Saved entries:
^^^^^^^^

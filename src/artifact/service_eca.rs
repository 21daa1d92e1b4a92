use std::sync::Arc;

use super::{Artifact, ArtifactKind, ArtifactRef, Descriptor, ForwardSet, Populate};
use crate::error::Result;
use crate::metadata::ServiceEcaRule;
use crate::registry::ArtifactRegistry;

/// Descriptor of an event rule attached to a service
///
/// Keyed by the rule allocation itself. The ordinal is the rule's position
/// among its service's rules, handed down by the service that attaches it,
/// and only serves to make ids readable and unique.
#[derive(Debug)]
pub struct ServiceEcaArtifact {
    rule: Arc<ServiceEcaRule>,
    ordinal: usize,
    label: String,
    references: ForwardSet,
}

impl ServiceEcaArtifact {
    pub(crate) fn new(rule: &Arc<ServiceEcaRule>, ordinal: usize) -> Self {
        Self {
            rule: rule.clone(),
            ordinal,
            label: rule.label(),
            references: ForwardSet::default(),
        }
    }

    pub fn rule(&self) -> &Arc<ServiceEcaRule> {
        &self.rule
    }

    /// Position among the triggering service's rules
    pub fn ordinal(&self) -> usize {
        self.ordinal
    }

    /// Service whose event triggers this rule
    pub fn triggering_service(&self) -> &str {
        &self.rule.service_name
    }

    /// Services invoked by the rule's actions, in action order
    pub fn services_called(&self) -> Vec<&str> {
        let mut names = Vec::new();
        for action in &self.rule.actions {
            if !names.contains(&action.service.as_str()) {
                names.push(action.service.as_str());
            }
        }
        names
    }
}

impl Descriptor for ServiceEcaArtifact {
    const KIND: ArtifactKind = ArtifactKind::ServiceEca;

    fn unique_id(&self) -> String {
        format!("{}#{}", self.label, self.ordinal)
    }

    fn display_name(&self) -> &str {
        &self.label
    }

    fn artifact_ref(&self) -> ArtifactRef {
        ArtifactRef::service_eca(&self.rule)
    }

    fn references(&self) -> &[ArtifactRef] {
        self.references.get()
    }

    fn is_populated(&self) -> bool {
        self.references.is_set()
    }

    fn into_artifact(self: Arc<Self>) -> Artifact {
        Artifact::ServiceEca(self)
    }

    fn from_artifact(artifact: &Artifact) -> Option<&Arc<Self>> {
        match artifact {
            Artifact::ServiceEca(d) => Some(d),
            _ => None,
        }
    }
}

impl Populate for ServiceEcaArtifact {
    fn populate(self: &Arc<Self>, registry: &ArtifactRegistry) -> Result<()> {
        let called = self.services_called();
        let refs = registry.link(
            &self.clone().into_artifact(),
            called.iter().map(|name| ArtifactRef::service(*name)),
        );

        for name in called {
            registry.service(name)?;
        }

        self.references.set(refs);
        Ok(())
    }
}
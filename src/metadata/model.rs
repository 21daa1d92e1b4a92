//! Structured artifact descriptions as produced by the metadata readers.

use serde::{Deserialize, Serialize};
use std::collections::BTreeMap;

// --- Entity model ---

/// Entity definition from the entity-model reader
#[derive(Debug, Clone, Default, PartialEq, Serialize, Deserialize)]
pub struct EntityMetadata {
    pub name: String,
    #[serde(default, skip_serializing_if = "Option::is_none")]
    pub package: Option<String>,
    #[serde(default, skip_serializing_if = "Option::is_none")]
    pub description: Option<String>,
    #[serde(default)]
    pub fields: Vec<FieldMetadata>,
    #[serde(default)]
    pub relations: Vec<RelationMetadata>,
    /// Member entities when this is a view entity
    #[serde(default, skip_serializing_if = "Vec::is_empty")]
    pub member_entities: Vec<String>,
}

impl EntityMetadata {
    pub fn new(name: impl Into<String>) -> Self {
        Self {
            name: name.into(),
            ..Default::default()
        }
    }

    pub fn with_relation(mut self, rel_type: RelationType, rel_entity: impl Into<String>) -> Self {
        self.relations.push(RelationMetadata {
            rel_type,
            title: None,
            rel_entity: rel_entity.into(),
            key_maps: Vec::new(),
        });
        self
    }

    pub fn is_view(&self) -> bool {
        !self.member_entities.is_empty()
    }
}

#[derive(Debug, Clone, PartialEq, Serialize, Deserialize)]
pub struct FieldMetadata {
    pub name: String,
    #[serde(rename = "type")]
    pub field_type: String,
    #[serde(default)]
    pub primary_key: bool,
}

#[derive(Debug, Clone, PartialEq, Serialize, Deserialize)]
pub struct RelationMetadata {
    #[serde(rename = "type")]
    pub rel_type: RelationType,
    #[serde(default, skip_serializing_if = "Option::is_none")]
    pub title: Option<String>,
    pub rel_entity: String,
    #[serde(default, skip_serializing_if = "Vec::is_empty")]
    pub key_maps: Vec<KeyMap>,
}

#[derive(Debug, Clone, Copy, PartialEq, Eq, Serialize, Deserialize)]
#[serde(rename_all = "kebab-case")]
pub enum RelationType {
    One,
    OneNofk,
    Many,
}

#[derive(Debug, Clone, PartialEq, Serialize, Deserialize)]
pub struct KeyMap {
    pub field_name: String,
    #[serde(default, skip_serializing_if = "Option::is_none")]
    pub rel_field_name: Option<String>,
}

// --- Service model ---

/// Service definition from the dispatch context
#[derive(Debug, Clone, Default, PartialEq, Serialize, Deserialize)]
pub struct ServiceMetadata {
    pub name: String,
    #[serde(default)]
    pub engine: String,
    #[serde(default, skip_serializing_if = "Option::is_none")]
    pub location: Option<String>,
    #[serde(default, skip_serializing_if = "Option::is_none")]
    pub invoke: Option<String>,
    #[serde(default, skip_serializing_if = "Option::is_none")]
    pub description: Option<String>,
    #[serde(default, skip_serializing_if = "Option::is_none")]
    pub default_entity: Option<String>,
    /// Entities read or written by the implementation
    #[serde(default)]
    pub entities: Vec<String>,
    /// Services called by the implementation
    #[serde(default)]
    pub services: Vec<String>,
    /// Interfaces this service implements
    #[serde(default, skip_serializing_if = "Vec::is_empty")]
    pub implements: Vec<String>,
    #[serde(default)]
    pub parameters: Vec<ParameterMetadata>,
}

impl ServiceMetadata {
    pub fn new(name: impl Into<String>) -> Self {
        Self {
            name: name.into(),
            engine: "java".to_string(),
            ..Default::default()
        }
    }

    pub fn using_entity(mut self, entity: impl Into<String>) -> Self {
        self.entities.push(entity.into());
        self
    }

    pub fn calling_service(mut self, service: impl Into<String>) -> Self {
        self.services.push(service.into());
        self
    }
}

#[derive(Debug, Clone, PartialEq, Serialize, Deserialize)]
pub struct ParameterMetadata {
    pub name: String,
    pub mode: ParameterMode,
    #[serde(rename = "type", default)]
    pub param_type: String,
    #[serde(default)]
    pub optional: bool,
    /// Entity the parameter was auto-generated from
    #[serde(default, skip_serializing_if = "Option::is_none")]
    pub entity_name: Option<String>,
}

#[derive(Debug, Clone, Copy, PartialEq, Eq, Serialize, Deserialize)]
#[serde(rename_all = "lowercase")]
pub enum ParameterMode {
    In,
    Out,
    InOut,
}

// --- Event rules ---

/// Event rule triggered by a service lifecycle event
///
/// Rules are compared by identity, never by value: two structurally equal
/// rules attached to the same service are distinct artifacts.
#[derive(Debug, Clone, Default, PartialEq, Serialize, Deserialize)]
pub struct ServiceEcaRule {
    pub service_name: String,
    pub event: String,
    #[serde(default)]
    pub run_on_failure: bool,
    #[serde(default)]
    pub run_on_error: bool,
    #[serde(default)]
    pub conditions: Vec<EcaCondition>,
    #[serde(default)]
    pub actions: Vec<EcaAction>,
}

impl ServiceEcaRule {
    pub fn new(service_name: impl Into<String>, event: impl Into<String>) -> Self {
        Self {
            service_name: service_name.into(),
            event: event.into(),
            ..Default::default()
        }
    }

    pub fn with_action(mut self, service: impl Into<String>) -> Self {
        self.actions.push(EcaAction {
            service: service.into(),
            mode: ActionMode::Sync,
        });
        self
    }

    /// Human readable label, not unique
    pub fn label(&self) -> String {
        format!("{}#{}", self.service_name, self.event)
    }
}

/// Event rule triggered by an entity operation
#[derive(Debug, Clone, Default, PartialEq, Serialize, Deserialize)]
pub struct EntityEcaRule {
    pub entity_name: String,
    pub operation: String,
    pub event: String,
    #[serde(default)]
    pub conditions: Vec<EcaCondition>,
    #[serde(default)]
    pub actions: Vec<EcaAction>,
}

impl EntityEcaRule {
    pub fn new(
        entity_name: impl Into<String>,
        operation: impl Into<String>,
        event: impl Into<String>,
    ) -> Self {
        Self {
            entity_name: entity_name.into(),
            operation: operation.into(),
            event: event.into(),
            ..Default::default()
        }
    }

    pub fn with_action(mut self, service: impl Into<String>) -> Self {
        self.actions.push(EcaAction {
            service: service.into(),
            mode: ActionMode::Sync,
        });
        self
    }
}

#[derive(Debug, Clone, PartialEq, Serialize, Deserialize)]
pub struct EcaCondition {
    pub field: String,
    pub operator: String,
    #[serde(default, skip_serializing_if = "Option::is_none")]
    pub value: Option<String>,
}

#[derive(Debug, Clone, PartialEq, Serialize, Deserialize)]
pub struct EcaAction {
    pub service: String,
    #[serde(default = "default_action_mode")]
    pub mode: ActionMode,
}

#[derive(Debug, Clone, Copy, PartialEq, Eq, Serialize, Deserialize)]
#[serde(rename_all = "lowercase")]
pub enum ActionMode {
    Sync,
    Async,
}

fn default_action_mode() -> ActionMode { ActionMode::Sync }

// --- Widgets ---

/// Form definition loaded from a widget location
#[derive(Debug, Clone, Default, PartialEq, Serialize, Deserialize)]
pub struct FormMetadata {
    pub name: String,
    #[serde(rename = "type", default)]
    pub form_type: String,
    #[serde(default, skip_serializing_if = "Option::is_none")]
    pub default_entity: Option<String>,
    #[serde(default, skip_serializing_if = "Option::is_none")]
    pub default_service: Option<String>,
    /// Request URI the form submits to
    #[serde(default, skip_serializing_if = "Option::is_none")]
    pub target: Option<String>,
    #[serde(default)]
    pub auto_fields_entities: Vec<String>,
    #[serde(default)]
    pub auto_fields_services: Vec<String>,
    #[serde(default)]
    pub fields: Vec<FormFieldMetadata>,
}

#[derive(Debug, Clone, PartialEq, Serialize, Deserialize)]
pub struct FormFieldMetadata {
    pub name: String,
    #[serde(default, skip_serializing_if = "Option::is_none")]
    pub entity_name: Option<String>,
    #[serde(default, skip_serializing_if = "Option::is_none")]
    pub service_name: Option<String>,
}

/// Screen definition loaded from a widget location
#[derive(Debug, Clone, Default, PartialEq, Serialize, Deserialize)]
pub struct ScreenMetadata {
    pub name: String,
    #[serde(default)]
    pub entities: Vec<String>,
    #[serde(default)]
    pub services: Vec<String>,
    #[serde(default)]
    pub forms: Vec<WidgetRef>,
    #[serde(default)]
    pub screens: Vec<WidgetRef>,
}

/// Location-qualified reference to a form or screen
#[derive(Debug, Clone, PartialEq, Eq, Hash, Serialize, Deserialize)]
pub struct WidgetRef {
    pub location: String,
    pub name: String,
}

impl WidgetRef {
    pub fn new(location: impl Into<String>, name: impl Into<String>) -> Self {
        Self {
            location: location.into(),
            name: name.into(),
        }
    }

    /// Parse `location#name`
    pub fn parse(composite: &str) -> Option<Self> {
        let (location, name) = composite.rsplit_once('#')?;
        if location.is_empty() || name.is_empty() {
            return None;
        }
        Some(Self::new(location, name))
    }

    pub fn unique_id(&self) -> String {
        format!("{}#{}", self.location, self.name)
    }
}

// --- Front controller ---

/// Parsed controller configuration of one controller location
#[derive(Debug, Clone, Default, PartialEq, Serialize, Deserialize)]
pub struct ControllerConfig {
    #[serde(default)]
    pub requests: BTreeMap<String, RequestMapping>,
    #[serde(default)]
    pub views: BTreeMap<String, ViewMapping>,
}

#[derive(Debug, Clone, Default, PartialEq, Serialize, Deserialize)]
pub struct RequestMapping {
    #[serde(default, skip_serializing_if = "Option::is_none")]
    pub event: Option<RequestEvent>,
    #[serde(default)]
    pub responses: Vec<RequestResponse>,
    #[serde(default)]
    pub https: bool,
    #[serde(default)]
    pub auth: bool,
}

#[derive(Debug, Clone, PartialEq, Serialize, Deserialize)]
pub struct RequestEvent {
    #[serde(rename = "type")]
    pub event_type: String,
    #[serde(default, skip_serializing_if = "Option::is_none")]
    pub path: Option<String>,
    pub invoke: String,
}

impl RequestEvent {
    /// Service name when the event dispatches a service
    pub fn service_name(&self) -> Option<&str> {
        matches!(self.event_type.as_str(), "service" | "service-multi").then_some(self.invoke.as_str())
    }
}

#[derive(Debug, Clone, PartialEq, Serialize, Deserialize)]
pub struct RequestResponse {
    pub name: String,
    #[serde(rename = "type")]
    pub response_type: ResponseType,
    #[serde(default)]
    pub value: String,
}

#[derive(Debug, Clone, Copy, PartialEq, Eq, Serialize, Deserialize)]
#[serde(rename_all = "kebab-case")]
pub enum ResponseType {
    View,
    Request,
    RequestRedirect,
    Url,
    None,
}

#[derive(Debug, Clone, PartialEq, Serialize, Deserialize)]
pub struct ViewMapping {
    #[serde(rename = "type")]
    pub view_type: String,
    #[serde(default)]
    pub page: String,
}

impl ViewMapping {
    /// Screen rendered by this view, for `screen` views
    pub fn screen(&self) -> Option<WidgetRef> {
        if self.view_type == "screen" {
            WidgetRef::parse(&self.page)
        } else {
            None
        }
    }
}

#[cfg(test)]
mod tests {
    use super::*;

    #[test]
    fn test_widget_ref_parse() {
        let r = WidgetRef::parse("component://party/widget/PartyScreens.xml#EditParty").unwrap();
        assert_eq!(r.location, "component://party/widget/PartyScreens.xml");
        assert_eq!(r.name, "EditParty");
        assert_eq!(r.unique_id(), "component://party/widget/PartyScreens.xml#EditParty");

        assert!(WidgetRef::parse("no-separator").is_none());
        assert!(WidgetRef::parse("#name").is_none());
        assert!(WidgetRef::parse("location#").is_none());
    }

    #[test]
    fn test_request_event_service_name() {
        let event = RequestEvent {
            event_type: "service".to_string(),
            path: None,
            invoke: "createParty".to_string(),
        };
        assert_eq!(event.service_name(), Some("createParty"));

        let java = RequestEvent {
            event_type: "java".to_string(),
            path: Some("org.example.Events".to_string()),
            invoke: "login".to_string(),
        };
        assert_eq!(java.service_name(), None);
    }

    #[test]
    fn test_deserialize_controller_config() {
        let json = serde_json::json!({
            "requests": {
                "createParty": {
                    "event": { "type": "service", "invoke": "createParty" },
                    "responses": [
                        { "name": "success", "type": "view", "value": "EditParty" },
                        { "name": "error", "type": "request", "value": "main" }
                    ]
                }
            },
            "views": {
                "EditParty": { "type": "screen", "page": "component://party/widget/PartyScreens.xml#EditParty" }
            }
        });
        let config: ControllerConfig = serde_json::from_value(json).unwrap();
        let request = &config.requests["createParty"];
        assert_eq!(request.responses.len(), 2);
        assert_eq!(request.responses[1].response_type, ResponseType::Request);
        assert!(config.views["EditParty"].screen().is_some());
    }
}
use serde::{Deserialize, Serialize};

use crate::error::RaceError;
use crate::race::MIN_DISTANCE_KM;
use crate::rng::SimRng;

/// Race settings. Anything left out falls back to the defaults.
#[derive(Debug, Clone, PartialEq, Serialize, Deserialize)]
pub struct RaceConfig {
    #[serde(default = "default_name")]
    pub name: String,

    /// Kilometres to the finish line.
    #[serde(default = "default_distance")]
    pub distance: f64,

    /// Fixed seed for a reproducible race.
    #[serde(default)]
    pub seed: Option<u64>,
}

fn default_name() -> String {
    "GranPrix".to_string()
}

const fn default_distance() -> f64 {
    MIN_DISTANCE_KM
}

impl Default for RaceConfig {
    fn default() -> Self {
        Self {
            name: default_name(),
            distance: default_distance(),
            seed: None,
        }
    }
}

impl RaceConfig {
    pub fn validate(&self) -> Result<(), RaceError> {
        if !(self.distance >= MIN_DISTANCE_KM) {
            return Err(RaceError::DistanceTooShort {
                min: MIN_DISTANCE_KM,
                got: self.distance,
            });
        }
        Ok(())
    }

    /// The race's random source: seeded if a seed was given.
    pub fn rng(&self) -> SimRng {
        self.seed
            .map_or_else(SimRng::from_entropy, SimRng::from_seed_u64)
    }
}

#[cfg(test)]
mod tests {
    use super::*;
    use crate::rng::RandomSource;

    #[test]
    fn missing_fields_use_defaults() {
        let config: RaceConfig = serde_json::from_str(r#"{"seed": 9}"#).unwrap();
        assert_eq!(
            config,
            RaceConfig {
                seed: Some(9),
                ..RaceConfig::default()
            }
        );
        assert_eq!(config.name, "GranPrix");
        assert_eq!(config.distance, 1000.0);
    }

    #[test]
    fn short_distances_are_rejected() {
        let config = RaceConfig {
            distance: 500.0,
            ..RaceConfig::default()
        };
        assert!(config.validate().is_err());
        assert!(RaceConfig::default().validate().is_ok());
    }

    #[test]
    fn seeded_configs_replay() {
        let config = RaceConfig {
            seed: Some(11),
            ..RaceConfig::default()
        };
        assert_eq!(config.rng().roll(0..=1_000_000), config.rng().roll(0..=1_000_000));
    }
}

^^^^^^^^

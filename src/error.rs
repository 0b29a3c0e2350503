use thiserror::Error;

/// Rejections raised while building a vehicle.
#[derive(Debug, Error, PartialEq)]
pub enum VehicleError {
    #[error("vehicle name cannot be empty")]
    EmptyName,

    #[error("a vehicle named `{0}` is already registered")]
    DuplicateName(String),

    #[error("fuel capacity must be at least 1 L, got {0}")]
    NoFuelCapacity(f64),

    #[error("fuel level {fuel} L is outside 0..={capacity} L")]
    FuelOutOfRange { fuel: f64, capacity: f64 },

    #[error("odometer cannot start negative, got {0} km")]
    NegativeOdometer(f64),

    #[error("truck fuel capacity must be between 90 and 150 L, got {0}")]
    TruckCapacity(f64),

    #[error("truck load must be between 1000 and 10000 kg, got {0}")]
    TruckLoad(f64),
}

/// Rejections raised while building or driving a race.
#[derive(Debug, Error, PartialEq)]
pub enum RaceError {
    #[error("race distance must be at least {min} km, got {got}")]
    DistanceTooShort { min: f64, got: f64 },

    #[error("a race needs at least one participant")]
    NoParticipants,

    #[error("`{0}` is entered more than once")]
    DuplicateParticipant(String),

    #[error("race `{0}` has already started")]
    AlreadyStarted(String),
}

^^^^^^^^

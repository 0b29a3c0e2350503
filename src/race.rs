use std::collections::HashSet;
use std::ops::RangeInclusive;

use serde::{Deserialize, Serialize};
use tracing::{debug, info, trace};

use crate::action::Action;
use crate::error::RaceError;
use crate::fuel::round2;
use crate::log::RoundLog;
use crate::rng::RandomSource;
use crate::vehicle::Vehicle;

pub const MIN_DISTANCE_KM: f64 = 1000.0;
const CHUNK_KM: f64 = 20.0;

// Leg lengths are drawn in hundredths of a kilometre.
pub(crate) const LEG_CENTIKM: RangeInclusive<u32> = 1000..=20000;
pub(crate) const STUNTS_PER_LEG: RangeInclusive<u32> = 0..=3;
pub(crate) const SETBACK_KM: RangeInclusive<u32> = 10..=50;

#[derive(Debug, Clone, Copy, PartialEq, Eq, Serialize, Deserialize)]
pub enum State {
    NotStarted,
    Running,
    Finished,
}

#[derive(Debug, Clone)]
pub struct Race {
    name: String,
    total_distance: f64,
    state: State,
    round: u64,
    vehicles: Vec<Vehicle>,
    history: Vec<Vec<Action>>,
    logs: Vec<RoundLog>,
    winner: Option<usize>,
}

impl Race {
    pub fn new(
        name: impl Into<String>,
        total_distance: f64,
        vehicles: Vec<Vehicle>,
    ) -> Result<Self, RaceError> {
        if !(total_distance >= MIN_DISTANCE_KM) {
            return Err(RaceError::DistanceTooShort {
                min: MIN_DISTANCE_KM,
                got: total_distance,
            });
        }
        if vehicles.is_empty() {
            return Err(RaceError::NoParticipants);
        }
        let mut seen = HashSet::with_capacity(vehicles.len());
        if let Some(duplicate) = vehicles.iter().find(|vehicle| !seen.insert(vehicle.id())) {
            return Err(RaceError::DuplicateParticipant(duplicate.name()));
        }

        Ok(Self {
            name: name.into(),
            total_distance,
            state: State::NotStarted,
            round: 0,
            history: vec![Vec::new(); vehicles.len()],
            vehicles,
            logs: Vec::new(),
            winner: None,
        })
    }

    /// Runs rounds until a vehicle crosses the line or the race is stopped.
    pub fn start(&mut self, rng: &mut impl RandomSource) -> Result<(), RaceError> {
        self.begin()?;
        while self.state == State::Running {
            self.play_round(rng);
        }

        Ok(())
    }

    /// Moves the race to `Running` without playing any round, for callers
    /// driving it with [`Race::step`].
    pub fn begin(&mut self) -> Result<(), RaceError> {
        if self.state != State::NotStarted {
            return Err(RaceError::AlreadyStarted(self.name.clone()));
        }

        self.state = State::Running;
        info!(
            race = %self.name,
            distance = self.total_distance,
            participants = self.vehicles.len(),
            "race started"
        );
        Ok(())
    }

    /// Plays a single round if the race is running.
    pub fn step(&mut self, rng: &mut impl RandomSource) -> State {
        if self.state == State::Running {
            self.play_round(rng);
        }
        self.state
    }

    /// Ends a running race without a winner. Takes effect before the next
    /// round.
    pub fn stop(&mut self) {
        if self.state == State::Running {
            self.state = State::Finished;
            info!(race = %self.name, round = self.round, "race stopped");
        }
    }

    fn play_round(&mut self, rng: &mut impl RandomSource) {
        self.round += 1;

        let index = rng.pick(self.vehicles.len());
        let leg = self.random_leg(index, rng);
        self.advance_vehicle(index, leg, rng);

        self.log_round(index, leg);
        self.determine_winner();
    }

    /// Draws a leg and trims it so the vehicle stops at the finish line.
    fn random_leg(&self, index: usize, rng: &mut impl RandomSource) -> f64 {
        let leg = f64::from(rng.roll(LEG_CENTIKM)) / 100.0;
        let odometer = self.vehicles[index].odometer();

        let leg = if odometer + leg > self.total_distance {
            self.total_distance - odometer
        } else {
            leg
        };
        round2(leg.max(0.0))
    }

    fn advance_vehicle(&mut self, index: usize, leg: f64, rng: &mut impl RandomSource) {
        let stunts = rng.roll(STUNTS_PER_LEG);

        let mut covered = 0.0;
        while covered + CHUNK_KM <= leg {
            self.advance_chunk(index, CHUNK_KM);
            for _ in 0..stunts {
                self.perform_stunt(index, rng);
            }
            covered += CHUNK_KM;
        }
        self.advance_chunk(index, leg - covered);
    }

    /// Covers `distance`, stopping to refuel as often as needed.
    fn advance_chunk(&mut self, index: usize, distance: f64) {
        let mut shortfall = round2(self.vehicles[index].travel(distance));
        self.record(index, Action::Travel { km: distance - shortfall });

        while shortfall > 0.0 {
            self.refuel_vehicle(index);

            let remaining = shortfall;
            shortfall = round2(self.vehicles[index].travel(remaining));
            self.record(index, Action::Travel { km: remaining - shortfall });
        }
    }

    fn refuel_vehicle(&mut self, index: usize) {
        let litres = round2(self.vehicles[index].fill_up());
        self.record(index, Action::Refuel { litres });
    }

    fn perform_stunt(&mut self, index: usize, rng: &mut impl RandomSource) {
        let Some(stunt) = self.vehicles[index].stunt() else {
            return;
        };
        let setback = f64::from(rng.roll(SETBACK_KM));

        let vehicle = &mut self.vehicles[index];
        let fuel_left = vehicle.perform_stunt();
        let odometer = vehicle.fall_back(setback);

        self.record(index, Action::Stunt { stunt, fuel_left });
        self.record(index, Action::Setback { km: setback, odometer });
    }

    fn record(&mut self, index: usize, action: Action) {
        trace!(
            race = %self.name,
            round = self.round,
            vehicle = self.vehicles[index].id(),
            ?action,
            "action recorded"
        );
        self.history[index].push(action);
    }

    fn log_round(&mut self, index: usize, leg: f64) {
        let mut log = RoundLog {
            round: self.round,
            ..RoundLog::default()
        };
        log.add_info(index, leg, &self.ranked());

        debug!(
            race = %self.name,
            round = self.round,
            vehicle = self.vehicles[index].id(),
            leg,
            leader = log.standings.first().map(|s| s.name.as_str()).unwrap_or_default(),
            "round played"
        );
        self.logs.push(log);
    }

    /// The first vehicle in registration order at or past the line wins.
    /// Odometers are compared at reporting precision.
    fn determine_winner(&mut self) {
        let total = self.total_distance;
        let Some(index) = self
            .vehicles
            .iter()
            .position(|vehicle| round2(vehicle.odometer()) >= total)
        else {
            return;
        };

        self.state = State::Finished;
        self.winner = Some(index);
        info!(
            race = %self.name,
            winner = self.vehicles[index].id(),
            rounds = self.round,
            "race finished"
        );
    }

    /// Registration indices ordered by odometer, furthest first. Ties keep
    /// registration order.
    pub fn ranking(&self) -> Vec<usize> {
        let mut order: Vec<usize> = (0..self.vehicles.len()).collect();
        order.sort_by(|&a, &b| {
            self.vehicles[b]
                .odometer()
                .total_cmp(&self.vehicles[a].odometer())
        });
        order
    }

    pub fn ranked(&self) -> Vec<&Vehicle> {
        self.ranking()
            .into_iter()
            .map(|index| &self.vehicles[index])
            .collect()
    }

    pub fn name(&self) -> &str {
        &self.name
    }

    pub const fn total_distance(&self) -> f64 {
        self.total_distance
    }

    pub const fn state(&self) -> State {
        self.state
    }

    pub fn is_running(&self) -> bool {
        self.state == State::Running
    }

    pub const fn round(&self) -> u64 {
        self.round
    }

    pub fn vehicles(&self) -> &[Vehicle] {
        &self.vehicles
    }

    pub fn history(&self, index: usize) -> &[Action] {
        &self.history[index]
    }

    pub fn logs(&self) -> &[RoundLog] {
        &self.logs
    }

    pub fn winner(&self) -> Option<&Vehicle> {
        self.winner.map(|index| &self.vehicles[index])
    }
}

^^^^^^^^

**What is expected**.
Which of the lines above carry the string "java"? Pick them out and copy them.

**Written response**.
            engine: "java".to_string(),
        let java = RequestEvent {
            event_type: "java".to_string(),
        assert_eq!(java.service_name(), None);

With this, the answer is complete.